You can now analyze gateway query activity by data source type (e.g. SQL, ODBC, Folder, etc), data source (e.g. a specific SQL Server Database), and Query Type (Refresh, DirectQuery). Therefore, in troubleshooting scenarios or just general analysis, a gateway administrator can quickly isolate issues to a particular data source or conclude that the problem is impacting all gateway data sources.

If gateway query performance and reliability issues are present across all gateway data sources, this may imply the need to scale up the gateway server, add another gateway to the cluster, or migrate existing workloads to cloud sources which don’t require an on-premises data gateway.

Gateway and Power BI service admins may be surprised by which data sources are being utilized the most, the query performance of each source, and they can now easily monitor the growing or declining utilization of data sources their gateways support. Although BI teams seek to consolidate data sources to a single data warehouse system or ‘version of truth’, the very common reality is that several data sources are configured for gateways and, often further complicating matters, Power BI datasets and dataflows may merge these sources together.

As just one example of a new use case this feature enables, the admin team may think (or hope) that a legacy Oracle database is rarely used for reporting at this point given past data warehouse migration projects and that a Teradata database now supports the lion’s share of queries coming from Power BI. Analysis of the gateway query execution logs may reveal that a significant dependency on the legacy Oracle database still exists and also provide useful insights on the performance differences between the two sources.

Each row of the Query Execution Report log file represents an individual query handled by the gateway. In addition to the date and time the given query was executed, whether it succeeded or failed, and its duration, you also know whether the query was supporting a refresh process (QueryType) and its data source.

Several of the most useful columns from the Query Execution Report are included in the following image:

Query Execution Report Log Columns

With the six columns of the above image alone and the granularity at the individual query level, a gateway admin could derive a number of insights about gateway utilization and potentially the overall Power BI deployment, particularly if the gateway data sources reflect the main data sources of the organization.

In addition to the columns included in the above image is an ErrorMessage column which can help point gateway admins towards the kinds of errors (if any) occurring and the relative frequency of each error type:

ErrorMessage Column in Query Execution Report Log File

In the above example, the errormessage column provides the message “Timeout expired.
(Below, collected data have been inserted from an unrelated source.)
//
// handlers.rs
//
// LSP request handlers: maps protocol requests onto the analysis engine
//

use std::sync::Arc;

use tower_lsp::lsp_types::*;

use crate::builtins::builtin_signatures;
use crate::completion::{
    complete, CandidateCategory, CompletionContextKind, CompletionRequest, CompletionSources,
    TriggerReason,
};
use crate::cross_file::path_resolve::uri_to_path;
use crate::cross_file::signatures::{FunctionSignature, OwnerRelation};
use crate::document::{
    byte_to_utf16_column, offset_to_position, position_to_offset, DocumentAccess,
};
use crate::function_filter::{filter_functions, FunctionMatch};
use crate::indentation::{on_type_indent, IndentationConfig};
use crate::scanner::{highlight_document, TokenKind};
use crate::signature_hint::signature_hint;
use crate::state::{Document, WorldState};

// ============================================================================
// Signature Sources
// ============================================================================

/// Signatures defined in a document, and every signature visible from it.
struct DocumentSignatures {
    document: Arc<Vec<FunctionSignature>>,
    visible: Vec<FunctionSignature>,
}

fn document_signatures(state: &WorldState, uri: &Url, doc: &Document) -> DocumentSignatures {
    let text = doc.text();
    let document = state.indexer.document_signatures(&text);
    let visible = match uri_to_path(uri) {
        Some(path) => state.indexer.signatures_visible_from_buffer(&path, &text),
        None => {
            // Untitled buffers have no directory to resolve requires from
            let mut visible: Vec<FunctionSignature> = document.iter().cloned().collect();
            if state.indexer.settings().include_builtins {
                visible.extend(builtin_signatures().iter().cloned());
            }
            visible
        }
    };
    DocumentSignatures { document, visible }
}

// ============================================================================
// Completion
// ============================================================================

fn trigger_reason(context: Option<&CompletionContext>) -> TriggerReason {
    match context.map(|c| c.trigger_kind) {
        Some(CompletionTriggerKind::TRIGGER_CHARACTER) => TriggerReason::TriggerCharacter,
        Some(CompletionTriggerKind::TRIGGER_FOR_INCOMPLETE_COMPLETIONS) => TriggerReason::Idle,
        _ => TriggerReason::Explicit,
    }
}

fn completion_kind(category: CandidateCategory, context: CompletionContextKind) -> CompletionItemKind {
    match category {
        CandidateCategory::Variable => CompletionItemKind::VARIABLE,
        CandidateCategory::Function if context == CompletionContextKind::Method => {
            CompletionItemKind::METHOD
        }
        CandidateCategory::Function => CompletionItemKind::FUNCTION,
        CandidateCategory::Keyword => CompletionItemKind::KEYWORD,
        CandidateCategory::Magic => CompletionItemKind::METHOD,
    }
}

/// Completion items at `position`.
///
/// Items keep the engine's ranking through `sort_text`. With idle
/// completion enabled the list is marked incomplete, so clients re-query
/// while the user keeps typing; those re-queries arrive as idle triggers.
pub fn completion(
    state: &WorldState,
    uri: &Url,
    position: Position,
    context: Option<&CompletionContext>,
) -> Option<CompletionResponse> {
    let doc = state.get_document(uri)?;
    let rope = &doc.contents;
    let cursor = position_to_offset(rope, position);

    let signatures = document_signatures(state, uri, doc);
    let words = state.documentation.words();
    let members = state.documentation.members();
    let calls = state.documentation.calls();
    let sources = CompletionSources {
        document: &signatures.document,
        visible: &signatures.visible,
        words: &words,
        members: &members,
        calls: &calls,
    };
    let request = CompletionRequest {
        doc: rope,
        cursor,
        reason: trigger_reason(context),
        idle_completion: state.config.idle_completion,
    };

    let list = complete(&request, &sources)?;
    let range = Range {
        start: offset_to_position(rope, list.insert_offset),
        end: position,
    };

    let items = list
        .candidates
        .into_iter()
        .enumerate()
        .map(|(index, candidate)| CompletionItem {
            kind: Some(completion_kind(candidate.category, list.context)),
            sort_text: Some(format!("{index:05}")),
            text_edit: Some(CompletionTextEdit::Edit(TextEdit {
                range,
                new_text: candidate.text.clone(),
            })),
            label: candidate.text,
            ..Default::default()
        })
        .collect();

    Some(CompletionResponse::List(CompletionList {
        is_incomplete: state.config.idle_completion,
        items,
    }))
}

// ============================================================================
// Signature Help
// ============================================================================

pub fn signature_help(state: &WorldState, uri: &Url, position: Position) -> Option<SignatureHelp> {
    let doc = state.get_document(uri)?;
    let rope = &doc.contents;
    let cursor = position_to_offset(rope, position);

    let signatures = document_signatures(state, uri, doc);
    let calls = state.documentation.calls();
    let hint = signature_hint(rope, cursor, &signatures.visible, &calls)?;

    let signatures = hint
        .signatures
        .iter()
        .map(|sig| {
            let label = sig.label();
            let parameters = sig
                .parameter_ranges()
                .into_iter()
                .map(|(start, end)| ParameterInformation {
                    label: ParameterLabel::LabelOffsets([
                        byte_to_utf16_column(&label, start),
                        byte_to_utf16_column(&label, end),
                    ]),
                    documentation: None,
                })
                .collect();
            SignatureInformation {
                label,
                documentation: None,
                parameters: Some(parameters),
                active_parameter: None,
            }
        })
        .collect();

    Some(SignatureHelp {
        signatures,
        active_signature: Some(0),
        active_parameter: hint.active_argument.map(|arg| arg as u32),
    })
}

// ============================================================================
// Semantic Tokens
// ============================================================================

fn token_type(kind: TokenKind) -> SemanticTokenType {
    match kind {
        TokenKind::Number => SemanticTokenType::NUMBER,
        TokenKind::String => SemanticTokenType::STRING,
        TokenKind::Local => SemanticTokenType::VARIABLE,
        TokenKind::Field => SemanticTokenType::PROPERTY,
        TokenKind::MagicAttr => SemanticTokenType::new("magicAttribute"),
        TokenKind::Keyword => SemanticTokenType::KEYWORD,
        TokenKind::Operator => SemanticTokenType::OPERATOR,
        TokenKind::MultiLineComment => SemanticTokenType::new("multiLineComment"),
        TokenKind::Comment => SemanticTokenType::COMMENT,
        TokenKind::Identifier => SemanticTokenType::new("identifier"),
        TokenKind::Whitespace => SemanticTokenType::new("whitespace"),
        TokenKind::RequiredModule => SemanticTokenType::NAMESPACE,
        TokenKind::EndOfBlock => SemanticTokenType::new("endOfBlock"),
    }
}

/// Legend indexed by [`TokenKind::legend_index`].
pub fn semantic_tokens_legend() -> SemanticTokensLegend {
    SemanticTokensLegend {
        token_types: TokenKind::ALL.iter().map(|kind| token_type(*kind)).collect(),
        token_modifiers: Vec::new(),
    }
}

/// Tokens of the whole document, delta encoded with UTF-16 columns.
/// Whitespace and end-of-block markers are not reported.
pub fn semantic_tokens_full(state: &WorldState, uri: &Url) -> Option<SemanticTokensResult> {
    let doc = state.get_document(uri)?;
    let text = doc.text();

    let mut data = Vec::new();
    let mut prev_line = 0u32;
    let mut prev_start = 0u32;
    for (line_idx, (line, scan)) in text.lines().zip(highlight_document(&text)).enumerate() {
        let line_idx = line_idx as u32;
        for token in &scan.tokens {
            if token.len == 0 || matches!(token.kind, TokenKind::Whitespace | TokenKind::EndOfBlock)
            {
                continue;
            }
            let start = byte_to_utf16_column(line, token.start);
            let length = byte_to_utf16_column(line, token.end()) - start;
            let delta_line = line_idx - prev_line;
            let delta_start = if delta_line == 0 {
                start - prev_start
            } else {
                start
            };
            data.push(SemanticToken {
                delta_line,
                delta_start,
                length,
                token_type: token.kind.legend_index(),
                token_modifiers_bitset: 0,
            });
            prev_line = line_idx;
            prev_start = start;
        }
    }

    Some(SemanticTokensResult::Tokens(SemanticTokens {
        result_id: None,
        data,
    }))
}

// ============================================================================
// Symbols
// ============================================================================

#[allow(deprecated)]
fn symbol_information(uri: &Url, found: FunctionMatch) -> SymbolInformation {
    let line = found.signature.line.saturating_sub(1);
    let kind = match found.signature.relation {
        OwnerRelation::ObjectMethod => SymbolKind::METHOD,
        _ => SymbolKind::FUNCTION,
    };
    SymbolInformation {
        name: found.label,
        kind,
        tags: None,
        deprecated: None,
        location: Location {
            uri: uri.clone(),
            range: Range {
                start: Position::new(line, 0),
                end: Position::new(line, 0),
            },
        },
        container_name: found.detail,
    }
}

/// Functions defined in the document, in document order.
pub fn document_symbol(state: &WorldState, uri: &Url) -> Option<DocumentSymbolResponse> {
    let doc = state.get_document(uri)?;
    let signatures = state.indexer.document_signatures(&doc.text());
    let symbols = filter_functions(&signatures, "")
        .into_iter()
        .map(|found| symbol_information(uri, found))
        .collect();
    Some(DocumentSymbolResponse::Flat(symbols))
}

/// Functions of every open document matching `query`.
pub fn workspace_symbol(state: &WorldState, query: &str) -> Vec<SymbolInformation> {
    let mut uris: Vec<&Url> = state.documents.keys().collect();
    uris.sort();

    let mut symbols = Vec::new();
    for uri in uris {
        let Some(doc) = state.get_document(uri) else {
            continue;
        };
        let signatures = state.indexer.document_signatures(&doc.text());
        symbols.extend(
            filter_functions(&signatures, query)
                .into_iter()
                .map(|found| symbol_information(uri, found)),
        );
    }
    log::trace!("Workspace symbol query '{}': {} matches", query, symbols.len());
    symbols
}

// ============================================================================
// On-Type Formatting
// ============================================================================

pub fn on_type_formatting(
    state: &WorldState,
    uri: &Url,
    position: Position,
    typed: &str,
    options: &FormattingOptions,
) -> Option<Vec<TextEdit>> {
    let doc = state.get_document(uri)?;
    let config = IndentationConfig {
        indent_size: state.config.indent_size as u32,
        tab_size: options.tab_size,
        insert_spaces: options.insert_spaces,
    };
    let edit = on_type_indent(&doc.contents, position.line as usize, typed, config)?;
    Some(vec![edit])
}

// ============================================================================
// Diagnostics
// ============================================================================

/// One diagnostic per `require` of the document that does not resolve to a
/// file.
pub fn diagnostics(state: &WorldState, uri: &Url) -> Vec<Diagnostic> {
    if !state.config.diagnostics_enabled {
        return Vec::new();
    }
    let Some(doc) = state.get_document(uri) else {
        return Vec::new();
    };
    let Some(path) = uri_to_path(uri) else {
        return Vec::new();
    };

    let scan = state.indexer.buffer_dependencies(&path, &doc.text());
    scan.unresolved
        .iter()
        .map(|reference| {
            let line_text = doc.contents.line_text(reference.line as usize);
            let start = byte_to_utf16_column(&line_text, reference.column as usize);
            let end = byte_to_utf16_column(&line_text, reference.column as usize + reference.name.len());
            Diagnostic {
                range: Range {
                    start: Position::new(reference.line, start),
                    end: Position::new(reference.line, end),
                },
                severity: Some(state.config.unresolved_require_severity),
                source: Some("luasense".to_string()),
                message: format!("Module '{}' not found", reference.name),
                ..Default::default()
            }
        })
        .collect()
}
The timeout period elapsed prior to the completion of the evaluation.” An experienced Power BI admin may know the default command timeout duration for the given data source such as 10 minutes for ODBC and SQL Server data sources and thus interpret this message as a performance/capacity issue with the data source.

However, Power BI users can specify higher command timeout durations within the Power BI datasets and dataflows they own and it’s entirely possible that the query itself is very inefficient so further investigation could be needed.

The main point is just that gateway admins can quickly identify the most common error messages for queries (optionally by source) that failed (Success = ‘N’) thus expediting the troubleshooting process.

Aggregation Log Files

I assume that the Query Execution Report log file will be the most valuable to gateway admins given its detail/grain. However, the two aggregate files – Query Execution Aggregation Report and System Counter Aggregation Report will also have their use cases.

The System Counter Aggregation Report includes the following six counters:

System Counter Aggregation Report Log File

As mentioned earlier, the documentation for this new feature has not been published yet so the definitions and proper interpretations of each counter is not yet publicly available. However, clearly the 3 CPU and 3 memory counters should help distinguish how gateway resources are being used such as data transformations in Power Query (M) expressions that aren’t folded to the data source (Mashup engine) or maybe other processes beyond the gateway service are consuming resources on the gateway server (System).

The two facts of both query log files are Data Processing Duration and Query Execution Duration (both in milliseconds). The aggregation log file (Query Execution Aggregation Report) includes average, max, and min columns representing aggregations of these facts. In the case of the Query Execution Report file, you could write a few DAX measures to implement these simple calculations against the source columns.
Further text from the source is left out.